When the documents appeared in public, the Palestinian Authority went on the attack, trying to discredit Al Jazeera, Swisher himself and even the Emir of Qatar, rather than addressing the substance of the Papers. The PA missed an opportunity to explain what its strategy was and whose interests they really represent. Yasser Abed Rabbo, a senior PLO official, said that the Papers “show once and for all that the US is a dishonest broker!” But this, said Swisher, had been obvious from the onset.

“What’s more, it belies the sense of hopelessness that they proudly wear on their chests that it’s up to America [to find solutions]. My friends, when people in Cairo and Tunis and now Libya, maybe, can overtake regimes entrenched, as well-funded and well-armed as those regimes, that is the pure proof that non-violent resistance and other forms of resistance can achieve a different outcome.
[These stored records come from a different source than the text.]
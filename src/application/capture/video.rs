//! Screen capture engine

use std::mem;
use std::path::{Path, PathBuf};
use std::sync::Arc;

use parking_lot::Mutex;
use tracing::{debug, error, info, warn};

use super::flag::RecordingFlag;
use super::LoopReport;
use crate::application::ports::{
    CaptureIoError, ScreenGrabber, ScreenSource, StartFailure, VideoSink, VideoSinkFactory,
    VideoSinkSpec,
};
use crate::domain::capture::{DisplayBounds, MediaKind, VideoFormat, VIDEO_FILE_NAME};

/// Captures the primary display into `output.mp4`, one frame at a time.
pub struct VideoCaptureEngine {
    screen: Arc<dyn ScreenSource>,
    sinks: Arc<dyn VideoSinkFactory>,
    format: VideoFormat,
    recording: RecordingFlag,
    state: Mutex<EngineState>,
}

#[derive(Default)]
struct EngineState {
    output_path: Option<PathBuf>,
    region: Option<DisplayBounds>,
    resources: Option<VideoResources>,
    loop_active: bool,
}

#[derive(Default)]
struct VideoResources {
    grabber: Option<Box<dyn ScreenGrabber>>,
    sink: Option<Box<dyn VideoSink>>,
}

impl VideoResources {
    fn release(&mut self) {
        if let Some(grabber) = self.grabber.take() {
            if let Err(err) = grabber.close() {
                warn!(error = %err, "Screen grabber did not close cleanly");
            }
        }
        if let Some(sink) = self.sink.take() {
            if let Err(err) = sink.release() {
                warn!(error = %err, "Video encoder did not finalise cleanly");
            }
        }
    }
}

impl Drop for VideoResources {
    fn drop(&mut self) {
        self.release();
    }
}

struct CheckedOut<'a> {
    engine: &'a VideoCaptureEngine,
    resources: VideoResources,
}

impl Drop for CheckedOut<'_> {
    fn drop(&mut self) {
        {
            let mut state = self.engine.state.lock();
            state.loop_active = false;
            state.resources = Some(mem::take(&mut self.resources));
        }
        self.engine.stop();
    }
}

impl VideoCaptureEngine {
    pub fn new(screen: Arc<dyn ScreenSource>, sinks: Arc<dyn VideoSinkFactory>) -> Self {
        Self {
            screen,
            sinks,
            format: VideoFormat::STANDARD,
            recording: RecordingFlag::new(),
            state: Mutex::new(EngineState::default()),
        }
    }

    pub fn format(&self) -> VideoFormat {
        self.format
    }

    /// Capture region of the current or most recent run
    pub fn region(&self) -> Option<DisplayBounds> {
        self.state.lock().region
    }

    /// Query the primary display and open a grabber plus an encoder sized to it.
    pub fn start(&self, output_dir: &Path) -> Result<(), StartFailure> {
        let mut state = self.state.lock();
        if self.recording.is_set() || state.loop_active || state.resources.is_some() {
            return Err(StartFailure::AlreadyRunning(MediaKind::Video));
        }

        let path = output_dir.join(VIDEO_FILE_NAME);
        let mut resources = VideoResources::default();
        let region = match self.open(&mut resources, &path) {
            Ok(region) => region,
            Err(err) => {
                error!(error = %err, "Video start failed, rolling back");
                resources.release();
                return Err(err);
            }
        };

        state.resources = Some(resources);
        state.region = Some(region);
        state.output_path = Some(path.clone());
        self.recording.raise();
        info!(
            path = %path.display(),
            region = %region,
            fps = self.format.fps,
            codec = %self.format.codec_tag,
            "Video capture started"
        );
        Ok(())
    }

    fn open(&self, resources: &mut VideoResources, path: &Path) -> Result<DisplayBounds, StartFailure> {
        let region = self.screen.primary_display()?;
        let spec = VideoSinkSpec {
            format: self.format,
            width: region.width,
            height: region.height,
        };
        resources.sink = Some(self.sinks.create(path, spec)?);
        resources.grabber = Some(self.screen.open_grabber(region, self.format)?);
        Ok(region)
    }

    /// Grab, convert, resize and encode frames until stopped.
    ///
    /// Any grab or encode failure ends the run and is returned after the
    /// engine has stopped itself.
    pub fn run_capture_loop(&self) -> Result<LoopReport, CaptureIoError> {
        let Some(mut run) = self.check_out() else {
            debug!("Video loop started with nothing to capture");
            return Ok(LoopReport::empty(MediaKind::Video));
        };

        let mut frames = 0;
        let mut failure = None;

        while self.recording.is_set() {
            let VideoResources {
                grabber: Some(grabber),
                sink: Some(sink),
            } = &mut run.resources
            else {
                break;
            };
            match Self::capture_frame(&mut **grabber, &mut **sink) {
                Ok(()) => frames += 1,
                Err(err) => {
                    error!(error = %err, frames, "Video capture failed");
                    failure = Some(err);
                    break;
                }
            }
        }
        drop(run);

        info!(frames, "Video capture finished");
        match failure {
            Some(err) => Err(err),
            None => Ok(LoopReport {
                kind: MediaKind::Video,
                units_written: frames,
                dropped: 0,
            }),
        }
    }

    fn capture_frame(
        grabber: &mut dyn ScreenGrabber,
        sink: &mut dyn VideoSink,
    ) -> Result<(), CaptureIoError> {
        let raw = grabber.grab()?;
        let (width, height) = sink.frame_size();
        let frame = raw.to_bgr().resize(width, height)?;
        sink.write_frame(&frame)
    }

    fn check_out(&self) -> Option<CheckedOut<'_>> {
        let mut state = self.state.lock();
        let resources = state.resources.take()?;
        state.loop_active = true;
        Some(CheckedOut {
            engine: self,
            resources,
        })
    }

    /// Lower the flag and finalise the container if no loop owns it.
    /// Idempotent; fine to call when the sink was never opened.
    pub fn stop(&self) {
        let (was_recording, resources) = {
            let mut state = self.state.lock();
            (self.recording.lower(), state.resources.take())
        };
        if let Some(mut resources) = resources {
            resources.release();
            debug!("Video resources released");
        }
        if was_recording {
            info!("Video capture stopped");
        }
    }

    pub fn is_recording(&self) -> bool {
        self.recording.is_set()
    }

    pub fn get_output_path(&self) -> Option<PathBuf> {
        self.state.lock().output_path.clone()
    }
}

impl Drop for VideoCaptureEngine {
    fn drop(&mut self) {
        self.stop();
    }
}

#[cfg(test)]
mod tests {
    use super::*;
    use crate::application::fakes::{wait_until, MockScreen, MockVideoSinkFactory, CallLog};
    use std::thread;

    fn engine_with(screen: MockScreen, sinks: MockVideoSinkFactory) -> Arc<VideoCaptureEngine> {
        Arc::new(VideoCaptureEngine::new(Arc::new(screen), Arc::new(sinks)))
    }

    fn engine(calls: &Arc<CallLog>) -> Arc<VideoCaptureEngine> {
        engine_with(
            MockScreen::new(Arc::clone(calls)),
            MockVideoSinkFactory::new(Arc::clone(calls)),
        )
    }

    #[test]
    fn stop_before_start_is_harmless() {
        let calls = CallLog::new();
        let engine = engine(&calls);

        engine.stop();

        assert!(!engine.is_recording());
        assert!(engine.get_output_path().is_none());
        assert!(calls.events().is_empty());
    }

    #[test]
    fn start_sizes_sink_to_display() {
        let calls = CallLog::new();
        let engine = engine(&calls);

        engine.start(Path::new("/recordings")).unwrap();

        assert!(engine.is_recording());
        assert!(engine.get_output_path().unwrap().ends_with("output.mp4"));
        assert_eq!(engine.region(), Some(DisplayBounds::at_origin(8, 6)));
        engine.stop();
        engine.stop();
        assert_eq!(calls.count("grabber.close"), 1);
        assert_eq!(calls.count("video.release"), 1);
    }

    #[test]
    fn loop_writes_frames_until_stopped() {
        let calls = CallLog::new();
        let engine = engine(&calls);

        engine.start(Path::new("/recordings")).unwrap();
        let handle = {
            let engine = Arc::clone(&engine);
            thread::spawn(move || engine.run_capture_loop())
        };
        assert!(wait_until(|| calls.count("video.frame") >= 3));
        engine.stop();
        let report = handle.join().unwrap().unwrap();

        assert!(!engine.is_recording());
        assert_eq!(report.units_written, calls.count("video.frame"));
        assert_eq!(calls.count("video.release"), 1);
    }

    #[test]
    fn mismatched_frames_are_resized() {
        let calls = CallLog::new();
        let mut screen = MockScreen::new(Arc::clone(&calls));
        screen.grab_size = Some((16, 12));
        let engine = engine_with(screen, MockVideoSinkFactory::new(Arc::clone(&calls)));

        engine.start(Path::new("/recordings")).unwrap();
        let handle = {
            let engine = Arc::clone(&engine);
            thread::spawn(move || engine.run_capture_loop())
        };
        assert!(wait_until(|| calls.count("video.frame") >= 2));
        engine.stop();

        assert!(handle.join().unwrap().is_ok());
    }

    #[test]
    fn grab_failure_is_fatal_to_the_run() {
        let calls = CallLog::new();
        let mut screen = MockScreen::new(Arc::clone(&calls));
        screen.fail_grab_at = Some(3);
        let engine = engine_with(screen, MockVideoSinkFactory::new(Arc::clone(&calls)));

        engine.start(Path::new("/recordings")).unwrap();
        let err = engine.run_capture_loop().unwrap_err();

        assert!(matches!(err, CaptureIoError::Disconnected));
        assert!(!engine.is_recording());
        assert_eq!(calls.count("video.frame"), 2);
        assert_eq!(calls.count("grabber.close"), 1);
        assert_eq!(calls.count("video.release"), 1);
    }

    #[test]
    fn grabber_failure_releases_sink() {
        let calls = CallLog::new();
        let mut screen = MockScreen::new(Arc::clone(&calls));
        screen.fail_grabber = true;
        let engine = engine_with(screen, MockVideoSinkFactory::new(Arc::clone(&calls)));

        let err = engine.start(Path::new("/recordings")).unwrap_err();

        assert!(matches!(err, StartFailure::DeviceOpen { kind: MediaKind::Video, .. }));
        assert!(!engine.is_recording());
        assert_eq!(calls.count("video.create"), 1);
        assert_eq!(calls.count("video.release"), 1);
    }

    #[test]
    fn display_query_failure_opens_nothing() {
        let calls = CallLog::new();
        let mut screen = MockScreen::new(Arc::clone(&calls));
        screen.fail_display = true;
        let engine = engine_with(screen, MockVideoSinkFactory::new(Arc::clone(&calls)));

        let err = engine.start(Path::new("/recordings")).unwrap_err();

        assert!(matches!(err, StartFailure::DisplayQuery(_)));
        assert!(calls.events().is_empty());
        assert!(engine.get_output_path().is_none());
    }

    #[test]
    fn engine_restarts_after_stop() {
        let calls = CallLog::new();
        let engine = engine(&calls);

        for cycle in 1..=2 {
            engine.start(Path::new("/recordings")).unwrap();
            engine.stop();
            assert_eq!(calls.count("video.create"), cycle);
            assert_eq!(calls.count("video.release"), cycle);
        }
    }
}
That is what it (the PA) has abandoned to its own detriment and that is what you see in these Papers.”

 

Tim LlewellynTim Llewellyn – The BBC has a “shameful record” in explaining the conflict

Tim Llewellyn provided some context to much of what was explained during the seminar, giving a brief outline of some of the main turning points in history that have shaped the current situation in the Middle East. He suggested that somehow the Palestinians fell into the trap and continued to make the same mistakes: “Until that stage the Palestinian position was very clear, the slogan and aim was for the formation of a democratic state in all of Palestine, for Jews, Christians and Muslims.” Gradually under American pressure, Yasser Arafat finally agreed to recognise the state of Israel, which, according to Llewellyn, was a fatal mistake for the Palestinian cause.

He offered a brief analysis of the failure of certain key “peace talks” during the past two decades which helped to bring Palestine to where it is today, including the Camp David Accords “which left the rest of the Arab world high and dry”. Throughout the various stages of the peace process, the Papers revealed the extent of how the notion of a two-state solution promoted by the US, Israel and the PA has in effect been made completely unattainable due to actions taken by those around the negotiation table. Llewellyn reiterated that until the negotiators acknowledge that 1948 is in fact when this conflict began, and not 1967, and the core of the problem for Palestinians is the refugee issue, nothing can be resolved. The former BBC correspondent concluded by suggesting that the British media, in particular the BBC – which has a “shameful record” in explaining the conflict or not explaining it at all – needs to be more objective and challenged about its reporting; he announced the launch of a new project, Fair News Palestine, founded with this in mind. Speaking about the BBC, he said:

“Now I think that the BBC has reached new levels of imbalance in its reporting. It treats the two parties to this dispute, as we can see from the Palestine Papers, as if they are equals. They call it a peace process as if the Palestinians are at war with the Israelis when it is the other way round; the Israelis are at war with the Palestinians. This is a process for the independence of the Palestinian people, make no mistake about it; it is for Palestinian self-determination which they deserve like every other state that the British Empire relinquished released after the Second World War; only the Palestinian dream remains.”

Full audio files and video footage of the event, together with an hour-long Question and Answer session that followed and closing statements from MEMO’s Senior Editor, Ibrahim Hewitt, will be made available soon.